* DESCRIPTION OF THE TASK *
Using the data below, output the first line and every line after it up to and including the line containing "flatten the RGB", exactly as written and with nothing added.

[Stored items]
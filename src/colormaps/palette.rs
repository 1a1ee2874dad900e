//! Flat 8-bit palettes derived from colormaps.
//!
//! A palette is 256 RGB triples laid out point-major, channel-minor:
//! `[r0, g0, b0, r1, g1, b1, ...]`, the layout indexed-color encoders expect.

use super::colormap::Colormap;

/// Number of colors sampled from a colormap
pub const PALETTE_COLORS: usize = 256;

/// Length of a flat RGB palette
pub const PALETTE_LEN: usize = PALETTE_COLORS * 3;

/// Sample `colormap` at 256 evenly spaced points in [0, 1] and flatten the RGB
/// channels (alpha dropped), each scaled by 255 and truncated.
pub fn cmap_to_palette(colormap: &dyn Colormap) -> Vec<u8> {
    let last = (PALETTE_COLORS - 1) as f64;
    (0..PALETTE_COLORS)
        .flat_map(|i| {
            let [r, g, b, _] = colormap.eval(i as f64 / last);
            [r, g, b]
        })
        .map(|channel| (255.0 * channel).clamp(0.0, 255.0) as u8)
        .collect()
}

/// RGB triple at `index` of a flat palette.
pub fn palette_color(palette: &[u8], index: u8) -> Option<[u8; 3]> {
    let start = index as usize * 3;
    palette
        .get(start..start + 3)
        .map(|rgb| [rgb[0], rgb[1], rgb[2]])
}

#[cfg(test)]
mod tests {
    use super::*;
    use crate::colormaps::{cmap_idl4, get_colormap, IDL4_BLUE, IDL4_GREEN, IDL4_RED};

    #[test]
    fn test_palette_length() {
        for name in ["jet", "idl4", "viridis", "seismic", "greys_r"] {
            let cmap = get_colormap(name).unwrap();
            assert_eq!(cmap_to_palette(cmap.as_ref()).len(), PALETTE_LEN);
        }
    }

    #[test]
    fn test_jet_palette_ends() {
        let palette = cmap_to_palette(get_colormap("jet").unwrap().as_ref());
        assert_eq!(palette_color(&palette, 0), Some([0, 0, 127]));
        assert_eq!(palette_color(&palette, 255), Some([127, 0, 0]));
    }

    #[test]
    fn test_idl4_palette_tracks_tables() {
        let palette = cmap_to_palette(&cmap_idl4());
        for i in [0usize, 40, 113, 128, 200, 255] {
            let [r, g, b] = palette_color(&palette, i as u8).unwrap();
            // truncating 255 * (v / 255) can lose one unit
            assert!((r as i32 - IDL4_RED[i] as i32).abs() <= 1, "red at {}", i);
            assert!((g as i32 - IDL4_GREEN[i] as i32).abs() <= 1, "green at {}", i);
            assert!((b as i32 - IDL4_BLUE[i] as i32).abs() <= 1, "blue at {}", i);
        }
    }

    #[test]
    fn test_palette_color_out_of_range() {
        assert_eq!(palette_color(&[1, 2, 3], 1), None);
        assert_eq!(palette_color(&[1, 2, 3], 0), Some([1, 2, 3]));
    }
}
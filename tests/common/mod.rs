//! Common test utilities for mxn-vis.
//!
//! This module provides shared utilities for the integration tests.

#![allow(dead_code)]

pub mod assertions;
pub mod image_utils;
pub mod test_data;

* RESPONSE AREA *
filename src/colormaps/palette.rs
repository 1a1ee2874dad900e
//! Flat 8-bit palettes derived from colormaps.
//!
//! A palette is 256 RGB triples laid out point-major, channel-minor:
//! `[r0, g0, b0, r1, g1, b1, ...]`, the layout indexed-color encoders expect.

use super::colormap::Colormap;

/// Number of colors sampled from a colormap
pub const PALETTE_COLORS: usize = 256;

/// Length of a flat RGB palette
pub const PALETTE_LEN: usize = PALETTE_COLORS * 3;

/// Sample `colormap` at 256 evenly spaced points in [0, 1] and flatten the RGB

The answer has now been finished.